ICANN has SO and constituencies, WSIS has enhanced cooperation and
dynamic coalitions.
ICANN is based on an "Internet community" (what is it today?),
and WSIS is based on five poles on an equal footing: civil society,
private sector, regalian domain, international entities, and
technical/normative community (each of them being still to beter anlyse
and define).
ICANN wants to coordinate/delegate ccTLDs, WSIS says they are
sovereign.
The Tunis (US[unanimous Congress] and rest of the world) agreement is
that the Legacy Internet is managed by the USA, the emerging issues and
critical Internet resources are also analyzed within the IGF and globally
addressed by the enhanced cooperation (still to be defined).

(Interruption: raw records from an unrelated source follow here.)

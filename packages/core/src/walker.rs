//! Turning records into operation batches.
//!
//! Both directions walk the record's field table depth-first, in
//! declaration order. The read direction also produces one callback per
//! operation; callback `i` knows how to apply response `i` to the field that
//! produced operation `i`, and to nothing else.

use pathbind_kv_store::{KeyValue, Op, OpResponse};

use crate::field::Intent;
use crate::record::{CollectionSlot, Record, Slot, ValueSlot};
use crate::template::{resolve, PathVars, ACCUMULATOR};
use crate::value::generate_unique_id;
use crate::{Error, Result};

/// Applies one response to the field it was built for.
pub type ResponseCallback<'a> = Box<dyn FnOnce(&OpResponse) -> Result<()> + Send + 'a>;

/// Operations for a read, with one callback per operation.
pub struct FetchPlan<'a> {
    pub ops: Vec<Op>,
    pub callbacks: Vec<ResponseCallback<'a>>,
}

impl<'a> FetchPlan<'a> {
    fn new() -> Self {
        Self {
            ops: Vec::new(),
            callbacks: Vec::new(),
        }
    }

    fn push(&mut self, op: Op, callback: ResponseCallback<'a>) {
        self.ops.push(op);
        self.callbacks.push(callback);
    }

    pub fn len(&self) -> usize {
        self.ops.len()
    }

    pub fn is_empty(&self) -> bool {
        self.ops.is_empty()
    }
}

/// Build the read batch for `record`.
///
/// Only fields with `Fetch` intent produce operations. A collection is
/// fetched when its first element has `Fetch` intent; the rest of its
/// elements are not looked at.
///
/// The returned callbacks borrow the record's fields until they are run or
/// dropped.
pub fn build_fetch<'a>(record: &'a mut dyn Record, vars: &PathVars) -> Result<FetchPlan<'a>> {
    let mut plan = FetchPlan::new();
    Walker::new(vars).fetch_record(record, &mut plan)?;
    Ok(plan)
}

/// Build the write batch for `record`.
///
/// `Write` fields become puts and `Delete` fields become deletes; `Fetch`
/// and `Absent` fields are skipped. A collection holding exactly one
/// `Delete` element is cleared; otherwise each `Write` element is put under
/// a fresh unique sub-key.
pub fn build_write(record: &mut dyn Record, vars: &PathVars) -> Result<Vec<Op>> {
    let mut ops = Vec::new();
    Walker::new(vars).write_record(record, &mut ops)?;
    Ok(ops)
}

struct Walker {
    vars: PathVars,
}

impl Walker {
    fn new(vars: &PathVars) -> Self {
        let mut vars = vars.clone();
        vars.insert(ACCUMULATOR, "");
        Self { vars }
    }

    /// Resolve a record field's key.
    ///
    /// Record fields are never resolved inside a collection, since
    /// collections of records are rejected before anything beneath them is
    /// walked.
    fn key_for(&self, template: &str) -> Result<String> {
        resolve(template, &self.vars, false)
    }

    /// Bind `:@` to `key` for the fields of a nested record, returning the
    /// binding to restore with `leave` once that record is walked.
    fn enter(&mut self, key: &str) -> Option<String> {
        self.vars.insert(ACCUMULATOR, key)
    }

    /// Restore the binding saved by `enter`, so later siblings resolve
    /// against their own parent's key.
    fn leave(&mut self, previous: Option<String>) {
        match previous {
            Some(previous) => self.vars.insert(ACCUMULATOR, previous),
            None => self.vars.remove(ACCUMULATOR),
        };
    }

    fn fetch_record<'a>(
        &mut self,
        record: &'a mut dyn Record,
        plan: &mut FetchPlan<'a>,
    ) -> Result<()> {
        for entry in record.fields() {
            let key = self.key_for(entry.template)?;
            match entry.slot {
                Slot::Leaf(slot) => {
                    if slot.intent() == Some(Intent::Fetch) {
                        tracing::trace!(%key, "fetch field");
                        plan.push(Op::get(key.clone()), fetch_leaf(key, slot));
                    }
                }
                Slot::Nested(child) => {
                    let previous = self.enter(&key);
                    let result = self.fetch_record(child, plan);
                    self.leave(previous);
                    result?;
                }
                Slot::Collection(items) => fetch_collection(&key, items, plan),
                Slot::Records(items) => {
                    if !items.is_empty() {
                        return Err(Error::InvalidCollectionElement { key });
                    }
                }
            }
        }
        Ok(())
    }

    fn write_record(&mut self, record: &mut dyn Record, ops: &mut Vec<Op>) -> Result<()> {
        for entry in record.fields() {
            let key = self.key_for(entry.template)?;
            match entry.slot {
                Slot::Leaf(slot) => {
                    if slot.intent() == Some(Intent::Delete) {
                        tracing::trace!(%key, "delete field");
                        ops.push(Op::delete(key));
                    } else if let Some(value) = slot.encode() {
                        tracing::trace!(%key, "put field");
                        ops.push(Op::put(key, value));
                    }
                }
                Slot::Nested(child) => {
                    let previous = self.enter(&key);
                    let result = self.write_record(child, ops);
                    self.leave(previous);
                    result?;
                }
                Slot::Collection(items) => write_collection(&key, items, ops),
                Slot::Records(items) => {
                    if !items.is_empty() {
                        return Err(Error::UnsupportedElementKind { key });
                    }
                }
            }
        }
        Ok(())
    }
}

fn range_entries<'r>(key: &str, response: &'r OpResponse) -> Result<&'r [KeyValue]> {
    match response {
        OpResponse::Range { kvs } => Ok(kvs),
        other => Err(Error::field_decode(
            key,
            format!("expected a range response, got {:?}", other),
        )),
    }
}

fn utf8_value<'r>(kv: &'r KeyValue) -> Result<&'r str> {
    kv.value_str()
        .ok_or_else(|| Error::field_decode(&kv.key, "stored value is not valid UTF-8"))
}

fn fetch_leaf<'a>(key: String, slot: &'a mut dyn ValueSlot) -> ResponseCallback<'a> {
    Box::new(move |response: &OpResponse| {
        let Some(kv) = range_entries(&key, response)?.first() else {
            slot.reset();
            return Ok(());
        };
        slot.decode(utf8_value(kv)?)
            .map_err(|e| Error::field_decode(&key, e))
    })
}

fn fetch_collection<'a>(key: &str, items: &'a mut dyn CollectionSlot, plan: &mut FetchPlan<'a>) {
    // The first element only tells us whether to fetch at all.
    if items.intent_at(0) != Some(Intent::Fetch) {
        return;
    }

    let prefix = prefix_of(key);
    tracing::trace!(%prefix, "fetch collection");
    let op = Op::get_prefix(prefix.clone());
    let callback: ResponseCallback<'a> = Box::new(move |response: &OpResponse| {
        let kvs = range_entries(&prefix, response)?;
        items.clear();
        for kv in kvs {
            items
                .push_decoded(utf8_value(kv)?)
                .map_err(|e| Error::field_decode(&kv.key, e))?;
        }
        Ok(())
    });
    plan.push(op, callback);
}

fn prefix_of(key: &str) -> String {
    format!("{}/", key)
}

fn write_collection(key: &str, items: &dyn CollectionSlot, ops: &mut Vec<Op>) {
    if items.len() == 1 && items.intent_at(0) == Some(Intent::Delete) {
        tracing::trace!(%key, "clear collection");
        ops.push(Op::delete_prefix(prefix_of(key)));
        return;
    }

    for index in 0..items.len() {
        if let Some(value) = items.encode_at(index) {
            ops.push(Op::put(format!("{}/{}", key, generate_unique_id()), value));
        }
    }
}
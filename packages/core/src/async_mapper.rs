//! Async mapper over an `AsyncTransact` store.
//!
//! The walk and the response pass are synchronous; only the transaction
//! is awaited.

use pathbind_kv_store::{AsyncTransact, Op, OpResponse};

use crate::mapper::apply_responses;
use crate::record::Record;
use crate::template::PathVars;
use crate::walker::{build_fetch, build_write};
use crate::{Error, Result};

/// Async counterpart of `Mapper`.
///
/// # Example
///
/// ```rust,ignore
/// use pathbind_core::AsyncMapper;
/// use pathbind_kv_store::{InMemoryKvStore, SyncToAsync};
///
/// let mapper = AsyncMapper::new(SyncToAsync::new(InMemoryKvStore::new()));
/// mapper.set(&mut record, &vars).await?;
/// ```
pub struct AsyncMapper<S> {
    store: S,
}

impl<S: AsyncTransact> AsyncMapper<S> {
    pub fn new(store: S) -> Self {
        Self { store }
    }

    pub fn store(&self) -> &S {
        &self.store
    }

    /// See `Mapper::get`.
    pub async fn get(&self, record: &mut dyn Record, vars: &PathVars) -> Result<()> {
        self.try_get(record, vars).await.inspect_err(|e| {
            tracing::error!(error = %e, "error getting record");
        })
    }

    /// See `Mapper::set`.
    pub async fn set(&self, record: &mut dyn Record, vars: &PathVars) -> Result<()> {
        self.try_set(record, vars).await.inspect_err(|e| {
            tracing::error!(error = %e, "error setting record");
        })
    }

    /// Submit `ops` as one transaction and check the response count.
    pub async fn execute(&self, ops: &[Op]) -> Result<Vec<OpResponse>> {
        tracing::debug!(ops = ops.len(), "submitting transaction");
        let responses = self.store.transact_async(ops).await?;

        if responses.len() != ops.len() {
            return Err(Error::ResponseCountMismatch {
                expected: ops.len(),
                actual: responses.len(),
            });
        }
        Ok(responses)
    }

    async fn try_get(&self, record: &mut dyn Record, vars: &PathVars) -> Result<()> {
        let plan = build_fetch(record, vars)?;
        let responses = self.execute(&plan.ops).await?;
        apply_responses(plan.callbacks, &responses)
    }

    async fn try_set(&self, record: &mut dyn Record, vars: &PathVars) -> Result<()> {
        let ops = build_write(record, vars)?;
        self.execute(&ops).await?;
        Ok(())
    }
}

None of these entities is stable or mature today because the mission of
the Internet as defined by the IETF (RFC 3935) and by the WSIS (Tunis
declaration) are different. If we oppose, it is not that we are opposing
as to how to solve, but on what we want, due to their technical
constraints.
The architectural context
To keep it short let's say that the legacy Internet is a single
network of networks while the WSIS actually calls for a diversity of
networks of the network of networks. In other terms,
- first the networks were Host centric: centralized architecture and
governance.
- Louis Pouzin proposed the catenet concept: the network of networks,
Vint Cerft made the network centric Internet: decentralized (RFC 3935)
architecture and governance.
- what the WSIS consensus demands is a people centric Internet:
distributed architecture that the IETF also faces through IDNs and
convergence. This implies a distributed governance (intergovernance) that
ICANN is to manage in using ALAC.
The options are clear and they concern technical as well as general
governances:
- balkanization: users start addressing their problems by
themselves. I think this is too late to prevent, but we can use this
positively.
- opposition between an ICANN unilateralism and WSIS
multilateralism. I fear most of the people are still
there.
- understanding that the ICANN/IETF is singular where the WSIS/IGF
is plural, and understand/test they are complementary, can
smmothly transition, and how to make it work.
Your positions
You reflect three main different positions:
1) from an US legacy Internet point of view:
North American users' specific interests are not properly protected.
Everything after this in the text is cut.